— Exercise requirements —
Your response should be every line from the entries that includes the string "PluginDescriptor".

────────────────────

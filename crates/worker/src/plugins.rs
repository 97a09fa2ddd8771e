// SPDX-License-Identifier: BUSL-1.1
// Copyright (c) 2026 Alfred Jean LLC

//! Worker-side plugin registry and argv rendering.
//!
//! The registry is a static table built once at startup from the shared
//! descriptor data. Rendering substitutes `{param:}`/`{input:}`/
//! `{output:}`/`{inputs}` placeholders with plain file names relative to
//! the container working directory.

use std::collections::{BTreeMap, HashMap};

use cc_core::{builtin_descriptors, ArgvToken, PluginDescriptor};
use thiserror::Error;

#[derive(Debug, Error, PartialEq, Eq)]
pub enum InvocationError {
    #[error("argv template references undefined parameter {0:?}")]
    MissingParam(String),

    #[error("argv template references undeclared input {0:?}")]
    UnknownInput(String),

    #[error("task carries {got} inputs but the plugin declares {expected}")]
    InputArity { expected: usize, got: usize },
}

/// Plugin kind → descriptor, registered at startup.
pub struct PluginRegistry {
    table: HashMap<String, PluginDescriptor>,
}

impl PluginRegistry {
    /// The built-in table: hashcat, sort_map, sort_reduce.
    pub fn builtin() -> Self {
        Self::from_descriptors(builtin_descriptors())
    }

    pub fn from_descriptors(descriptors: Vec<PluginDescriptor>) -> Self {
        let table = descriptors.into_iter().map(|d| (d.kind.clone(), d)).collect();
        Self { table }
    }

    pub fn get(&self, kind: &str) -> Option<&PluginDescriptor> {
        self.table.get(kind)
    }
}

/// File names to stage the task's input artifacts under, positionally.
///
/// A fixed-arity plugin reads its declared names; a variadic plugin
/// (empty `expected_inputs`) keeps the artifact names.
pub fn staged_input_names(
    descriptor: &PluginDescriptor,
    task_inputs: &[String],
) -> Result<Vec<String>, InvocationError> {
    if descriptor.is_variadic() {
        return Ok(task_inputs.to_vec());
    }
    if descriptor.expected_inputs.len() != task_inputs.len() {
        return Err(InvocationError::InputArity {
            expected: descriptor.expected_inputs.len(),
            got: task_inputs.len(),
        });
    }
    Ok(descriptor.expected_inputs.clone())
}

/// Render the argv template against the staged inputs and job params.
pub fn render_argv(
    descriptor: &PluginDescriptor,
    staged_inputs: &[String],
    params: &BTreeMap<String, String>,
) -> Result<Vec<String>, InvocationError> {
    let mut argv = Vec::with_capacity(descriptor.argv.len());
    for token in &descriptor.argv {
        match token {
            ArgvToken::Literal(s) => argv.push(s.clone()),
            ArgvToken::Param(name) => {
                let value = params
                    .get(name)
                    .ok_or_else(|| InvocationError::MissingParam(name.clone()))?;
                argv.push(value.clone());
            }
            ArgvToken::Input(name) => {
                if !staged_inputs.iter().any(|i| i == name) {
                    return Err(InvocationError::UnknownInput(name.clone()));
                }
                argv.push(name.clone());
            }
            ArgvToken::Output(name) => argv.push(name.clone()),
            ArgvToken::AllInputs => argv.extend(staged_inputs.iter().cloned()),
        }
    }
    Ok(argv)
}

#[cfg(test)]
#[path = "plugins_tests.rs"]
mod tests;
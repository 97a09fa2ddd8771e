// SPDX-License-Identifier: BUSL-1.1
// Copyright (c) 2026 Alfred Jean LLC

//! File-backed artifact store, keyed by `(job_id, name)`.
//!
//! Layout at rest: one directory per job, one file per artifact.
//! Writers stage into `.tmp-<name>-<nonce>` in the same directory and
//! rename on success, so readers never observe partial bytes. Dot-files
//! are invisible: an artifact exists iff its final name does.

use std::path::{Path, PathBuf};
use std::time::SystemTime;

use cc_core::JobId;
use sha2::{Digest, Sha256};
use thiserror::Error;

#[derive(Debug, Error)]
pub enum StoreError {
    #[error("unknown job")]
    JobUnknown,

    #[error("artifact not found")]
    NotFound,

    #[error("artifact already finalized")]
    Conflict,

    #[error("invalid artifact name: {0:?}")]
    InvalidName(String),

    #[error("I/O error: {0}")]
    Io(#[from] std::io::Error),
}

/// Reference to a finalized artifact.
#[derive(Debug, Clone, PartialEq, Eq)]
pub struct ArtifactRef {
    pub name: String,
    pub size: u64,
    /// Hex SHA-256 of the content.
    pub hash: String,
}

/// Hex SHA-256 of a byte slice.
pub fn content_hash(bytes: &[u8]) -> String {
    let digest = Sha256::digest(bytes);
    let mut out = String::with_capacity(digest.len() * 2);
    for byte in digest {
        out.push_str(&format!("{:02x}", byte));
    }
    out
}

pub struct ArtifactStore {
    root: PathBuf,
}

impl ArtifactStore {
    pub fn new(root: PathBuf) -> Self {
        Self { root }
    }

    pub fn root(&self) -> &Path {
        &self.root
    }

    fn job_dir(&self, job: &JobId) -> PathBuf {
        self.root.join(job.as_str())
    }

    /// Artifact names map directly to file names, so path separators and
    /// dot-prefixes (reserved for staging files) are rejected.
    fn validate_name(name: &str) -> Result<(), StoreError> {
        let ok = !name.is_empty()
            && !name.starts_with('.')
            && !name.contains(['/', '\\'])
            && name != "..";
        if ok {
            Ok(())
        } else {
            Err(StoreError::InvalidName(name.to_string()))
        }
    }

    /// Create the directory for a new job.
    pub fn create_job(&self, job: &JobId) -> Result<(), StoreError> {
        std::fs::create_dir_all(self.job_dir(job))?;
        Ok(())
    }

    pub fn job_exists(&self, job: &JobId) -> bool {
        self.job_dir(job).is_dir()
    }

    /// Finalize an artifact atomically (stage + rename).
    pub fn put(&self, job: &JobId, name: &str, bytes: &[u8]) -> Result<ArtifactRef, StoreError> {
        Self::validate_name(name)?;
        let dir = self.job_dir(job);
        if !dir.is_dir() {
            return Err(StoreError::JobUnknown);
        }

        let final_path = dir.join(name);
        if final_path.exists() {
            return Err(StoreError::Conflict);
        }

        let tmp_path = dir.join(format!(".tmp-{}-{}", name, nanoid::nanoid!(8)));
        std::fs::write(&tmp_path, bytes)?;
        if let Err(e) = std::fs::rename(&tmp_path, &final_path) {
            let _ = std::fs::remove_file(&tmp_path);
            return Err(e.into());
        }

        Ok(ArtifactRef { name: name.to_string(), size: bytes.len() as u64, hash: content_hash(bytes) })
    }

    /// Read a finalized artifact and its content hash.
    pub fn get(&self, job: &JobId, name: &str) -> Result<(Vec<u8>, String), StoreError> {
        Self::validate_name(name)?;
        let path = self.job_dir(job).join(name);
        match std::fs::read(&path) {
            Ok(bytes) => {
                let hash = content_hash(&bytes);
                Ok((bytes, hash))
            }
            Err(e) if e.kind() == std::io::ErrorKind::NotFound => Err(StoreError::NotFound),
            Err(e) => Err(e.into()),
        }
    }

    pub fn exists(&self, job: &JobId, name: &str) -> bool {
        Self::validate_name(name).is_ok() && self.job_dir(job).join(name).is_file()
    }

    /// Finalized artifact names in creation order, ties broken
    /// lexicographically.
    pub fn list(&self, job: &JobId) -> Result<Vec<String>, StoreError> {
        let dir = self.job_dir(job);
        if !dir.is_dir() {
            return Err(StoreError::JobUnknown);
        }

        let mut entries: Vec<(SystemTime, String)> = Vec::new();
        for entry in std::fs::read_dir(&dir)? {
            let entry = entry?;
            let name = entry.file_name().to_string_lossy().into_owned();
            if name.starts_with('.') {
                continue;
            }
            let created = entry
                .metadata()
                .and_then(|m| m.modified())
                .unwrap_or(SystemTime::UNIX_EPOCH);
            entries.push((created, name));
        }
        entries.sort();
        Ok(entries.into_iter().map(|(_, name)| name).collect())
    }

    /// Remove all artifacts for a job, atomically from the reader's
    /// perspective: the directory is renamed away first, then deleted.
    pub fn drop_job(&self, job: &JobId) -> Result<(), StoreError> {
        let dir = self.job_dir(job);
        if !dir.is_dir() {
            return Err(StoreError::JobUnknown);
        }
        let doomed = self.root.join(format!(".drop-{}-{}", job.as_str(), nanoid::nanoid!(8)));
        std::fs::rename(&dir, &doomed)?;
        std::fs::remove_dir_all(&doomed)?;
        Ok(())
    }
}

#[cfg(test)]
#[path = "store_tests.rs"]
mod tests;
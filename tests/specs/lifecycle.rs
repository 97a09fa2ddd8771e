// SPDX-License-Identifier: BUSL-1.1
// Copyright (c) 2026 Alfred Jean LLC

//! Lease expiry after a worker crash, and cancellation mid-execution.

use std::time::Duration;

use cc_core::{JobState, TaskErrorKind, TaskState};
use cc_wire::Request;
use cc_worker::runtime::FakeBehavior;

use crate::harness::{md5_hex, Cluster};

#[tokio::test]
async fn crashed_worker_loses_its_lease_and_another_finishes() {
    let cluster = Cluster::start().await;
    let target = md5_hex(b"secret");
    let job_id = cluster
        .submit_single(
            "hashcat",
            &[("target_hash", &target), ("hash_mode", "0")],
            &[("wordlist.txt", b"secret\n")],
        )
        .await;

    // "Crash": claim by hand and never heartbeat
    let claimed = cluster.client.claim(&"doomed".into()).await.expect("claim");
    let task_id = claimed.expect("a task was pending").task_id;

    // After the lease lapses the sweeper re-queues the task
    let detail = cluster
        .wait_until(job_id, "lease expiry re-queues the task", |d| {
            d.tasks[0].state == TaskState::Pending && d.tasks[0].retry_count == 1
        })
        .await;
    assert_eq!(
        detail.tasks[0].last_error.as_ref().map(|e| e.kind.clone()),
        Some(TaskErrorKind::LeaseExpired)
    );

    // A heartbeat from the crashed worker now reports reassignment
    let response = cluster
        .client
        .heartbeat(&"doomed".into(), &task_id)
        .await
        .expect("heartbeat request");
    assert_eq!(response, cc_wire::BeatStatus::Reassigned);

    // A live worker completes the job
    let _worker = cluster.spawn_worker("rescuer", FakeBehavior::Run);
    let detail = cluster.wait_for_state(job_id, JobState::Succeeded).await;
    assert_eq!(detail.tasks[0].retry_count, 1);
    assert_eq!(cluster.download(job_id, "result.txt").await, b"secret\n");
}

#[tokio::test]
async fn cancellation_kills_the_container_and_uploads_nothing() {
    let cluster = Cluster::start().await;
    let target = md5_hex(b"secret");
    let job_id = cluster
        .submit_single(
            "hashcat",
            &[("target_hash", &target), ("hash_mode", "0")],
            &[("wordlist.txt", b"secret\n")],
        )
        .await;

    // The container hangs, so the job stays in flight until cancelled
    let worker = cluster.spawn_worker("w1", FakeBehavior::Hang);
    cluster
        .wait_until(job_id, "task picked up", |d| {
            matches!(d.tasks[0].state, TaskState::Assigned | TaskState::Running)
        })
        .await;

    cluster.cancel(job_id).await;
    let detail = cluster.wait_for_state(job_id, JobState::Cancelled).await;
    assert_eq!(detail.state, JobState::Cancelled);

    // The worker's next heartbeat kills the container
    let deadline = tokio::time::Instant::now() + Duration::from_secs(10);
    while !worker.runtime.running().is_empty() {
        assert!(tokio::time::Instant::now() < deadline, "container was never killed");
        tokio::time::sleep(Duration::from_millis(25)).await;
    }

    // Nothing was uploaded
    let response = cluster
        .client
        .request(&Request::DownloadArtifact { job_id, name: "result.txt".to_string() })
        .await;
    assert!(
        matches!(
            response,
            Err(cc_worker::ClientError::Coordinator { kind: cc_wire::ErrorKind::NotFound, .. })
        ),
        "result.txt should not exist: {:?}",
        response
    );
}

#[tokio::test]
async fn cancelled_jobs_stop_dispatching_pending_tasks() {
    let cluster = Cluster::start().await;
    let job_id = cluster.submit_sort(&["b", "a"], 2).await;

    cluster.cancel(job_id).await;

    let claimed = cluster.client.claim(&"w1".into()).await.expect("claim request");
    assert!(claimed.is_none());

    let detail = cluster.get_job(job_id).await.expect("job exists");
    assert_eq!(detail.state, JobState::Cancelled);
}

────────────────────

— Answer section —
use cc_core::{builtin_descriptors, ArgvToken, PluginDescriptor};
    table: HashMap<String, PluginDescriptor>,
    pub fn from_descriptors(descriptors: Vec<PluginDescriptor>) -> Self {
    pub fn get(&self, kind: &str) -> Option<&PluginDescriptor> {
    descriptor: &PluginDescriptor,
    descriptor: &PluginDescriptor,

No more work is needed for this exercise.